BEGIN DATA SHOWN

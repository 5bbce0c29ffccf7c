// crates/promstore-core/src/runtime/permission.rs
// ============================================================================
// Module: Promstore Permission Verifier
// Description: Confirms the store principal may write a resolved relation.
// Purpose: Block identifier injection and escalation before any dynamic write.
// Dependencies: crate::{core, interfaces}, thiserror, tracing
// ============================================================================

//! ## Overview
//! Verification has two layers. The in-process layer rejects any relation
//! outside the managed data and series namespaces, however well-formed. The
//! store layer asks the backend whether the executing principal holds write
//! privilege on that exact relation and whether the adapter created it.
//! Results are never cached across relations; the catalog cache only ever
//! installs entries that passed verification.
//! Security posture: a denial is final for the request and is not retried.

// ============================================================================
// SECTION: Imports
// ============================================================================

use std::sync::Arc;

use thiserror::Error;

use crate::core::CatalogEntry;
use crate::core::DATA_NAMESPACE;
use crate::core::RelationName;
use crate::core::SERIES_NAMESPACE;
use crate::interfaces::CatalogStore;
use crate::interfaces::StoreError;

// ============================================================================
// SECTION: Errors
// ============================================================================

/// Authorization failures.
#[derive(Debug, Clone, PartialEq, Eq, Error)]
pub enum PermissionError {
    /// Relation lives outside the managed namespaces.
    #[error("relation {0} is outside managed namespaces")]
    OutsideManagedNamespace(String),
    /// Store principal lacks write privilege or the relation is unmanaged.
    #[error("permission denied on relation {0}")]
    Denied(String),
    /// Privilege check could not be executed.
    #[error("permission check failed: {0}")]
    Store(#[from] StoreError),
}

impl PermissionError {
    /// Returns true when the failure is a transient store problem.
    #[must_use]
    pub const fn is_retryable(&self) -> bool {
        match self {
            Self::Store(err) => err.is_retryable(),
            Self::OutsideManagedNamespace(_) | Self::Denied(_) => false,
        }
    }
}

// ============================================================================
// SECTION: Verifier
// ============================================================================

/// Relation write-permission verifier.
pub struct PermissionVerifier<S: ?Sized> {
    /// Store answering the privilege question.
    store: Arc<S>,
}

impl<S: ?Sized> Clone for PermissionVerifier<S> {
    fn clone(&self) -> Self {
        Self {
            store: Arc::clone(&self.store),
        }
    }
}

impl<S> PermissionVerifier<S>
where
    S: CatalogStore + ?Sized,
{
    /// Creates a verifier bound to a store.
    #[must_use]
    pub const fn new(store: Arc<S>) -> Self {
        Self {
            store,
        }
    }

    /// Verifies the principal may write `relation`.
    ///
    /// # Errors
    ///
    /// Returns [`PermissionError`] when the relation is unmanaged, the
    /// principal lacks privilege, or the check fails.
    pub fn verify(&self, relation: &RelationName) -> Result<(), PermissionError> {
        if !is_managed_namespace(&relation.namespace) {
            tracing::warn!(relation = %relation, "rejected relation outside managed namespaces");
            return Err(PermissionError::OutsideManagedNamespace(relation.qualified()));
        }
        if self.store.check_permission(relation)? {
            Ok(())
        } else {
            tracing::warn!(relation = %relation, "store principal denied on relation");
            Err(PermissionError::Denied(relation.qualified()))
        }
    }

    /// Verifies both relations of a catalog entry.
    ///
    /// # Errors
    ///
    /// Returns [`PermissionError`] for the first relation that fails.
    pub fn verify_entry(&self, entry: &CatalogEntry) -> Result<(), PermissionError> {
        self.verify(&entry.data_relation)?;
        self.verify(&entry.series_relation)
    }
}

/// Returns true for namespaces the adapter writes samples and series into.
#[must_use]
pub fn is_managed_namespace(namespace: &str) -> bool {
    namespace == DATA_NAMESPACE || namespace == SERIES_NAMESPACE
}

END DATA SHOWN

EXERCISE AIM.
Your task is to repeat every entry exactly.

EXERCISE RESPONSE.
repository 5bbce0c29ffccf7c
// crates/promstore-core/src/runtime/permission.rs
// ============================================================================
// Module: Promstore Permission Verifier
// Description: Confirms the store principal may write a resolved relation.
// Purpose: Block identifier injection and escalation before any dynamic write.
// Dependencies: crate::{core, interfaces}, thiserror, tracing
// ============================================================================

//! ## Overview
//! Verification has two layers. The in-process layer rejects any relation
//! outside the managed data and series namespaces, however well-formed. The
//! store layer asks the backend whether the executing principal holds write
//! privilege on that exact relation and whether the adapter created it.
//! Results are never cached across relations; the catalog cache only ever
//! installs entries that passed verification.
//! Security posture: a denial is final for the request and is not retried.

// ============================================================================
// SECTION: Imports
// ============================================================================

use std::sync::Arc;

use thiserror::Error;

use crate::core::CatalogEntry;
use crate::core::DATA_NAMESPACE;
use crate::core::RelationName;
use crate::core::SERIES_NAMESPACE;
use crate::interfaces::CatalogStore;
use crate::interfaces::StoreError;

// ============================================================================
// SECTION: Errors
// ============================================================================

/// Authorization failures.
#[derive(Debug, Clone, PartialEq, Eq, Error)]
pub enum PermissionError {
    /// Relation lives outside the managed namespaces.
    #[error("relation {0} is outside managed namespaces")]
    OutsideManagedNamespace(String),
    /// Store principal lacks write privilege or the relation is unmanaged.
    #[error("permission denied on relation {0}")]
    Denied(String),
    /// Privilege check could not be executed.
    #[error("permission check failed: {0}")]
    Store(#[from] StoreError),
}

impl PermissionError {
    /// Returns true when the failure is a transient store problem.
    #[must_use]
    pub const fn is_retryable(&self) -> bool {
        match self {
            Self::Store(err) => err.is_retryable(),
            Self::OutsideManagedNamespace(_) | Self::Denied(_) => false,
        }
    }
}

// ============================================================================
// SECTION: Verifier
// ============================================================================

/// Relation write-permission verifier.
pub struct PermissionVerifier<S: ?Sized> {
    /// Store answering the privilege question.
    store: Arc<S>,
}

impl<S: ?Sized> Clone for PermissionVerifier<S> {
    fn clone(&self) -> Self {
        Self {
            store: Arc::clone(&self.store),
        }
    }
}

impl<S> PermissionVerifier<S>
where
    S: CatalogStore + ?Sized,
{
    /// Creates a verifier bound to a store.
    #[must_use]
    pub const fn new(store: Arc<S>) -> Self {
        Self {
            store,
        }
    }

    /// Verifies the principal may write `relation`.
    ///
    /// # Errors
    ///
    /// Returns [`PermissionError`] when the relation is unmanaged, the
    /// principal lacks privilege, or the check fails.
    pub fn verify(&self, relation: &RelationName) -> Result<(), PermissionError> {
        if !is_managed_namespace(&relation.namespace) {
            tracing::warn!(relation = %relation, "rejected relation outside managed namespaces");
            return Err(PermissionError::OutsideManagedNamespace(relation.qualified()));
        }
        if self.store.check_permission(relation)? {
            Ok(())
        } else {
            tracing::warn!(relation = %relation, "store principal denied on relation");
            Err(PermissionError::Denied(relation.qualified()))
        }
    }

    /// Verifies both relations of a catalog entry.
    ///
    /// # Errors
    ///
    /// Returns [`PermissionError`] for the first relation that fails.
    pub fn verify_entry(&self, entry: &CatalogEntry) -> Result<(), PermissionError> {
        self.verify(&entry.data_relation)?;
        self.verify(&entry.series_relation)
    }
}

/// Returns true for namespaces the adapter writes samples and series into.
#[must_use]
pub fn is_managed_namespace(namespace: &str) -> bool {
    namespace == DATA_NAMESPACE || namespace == SERIES_NAMESPACE
}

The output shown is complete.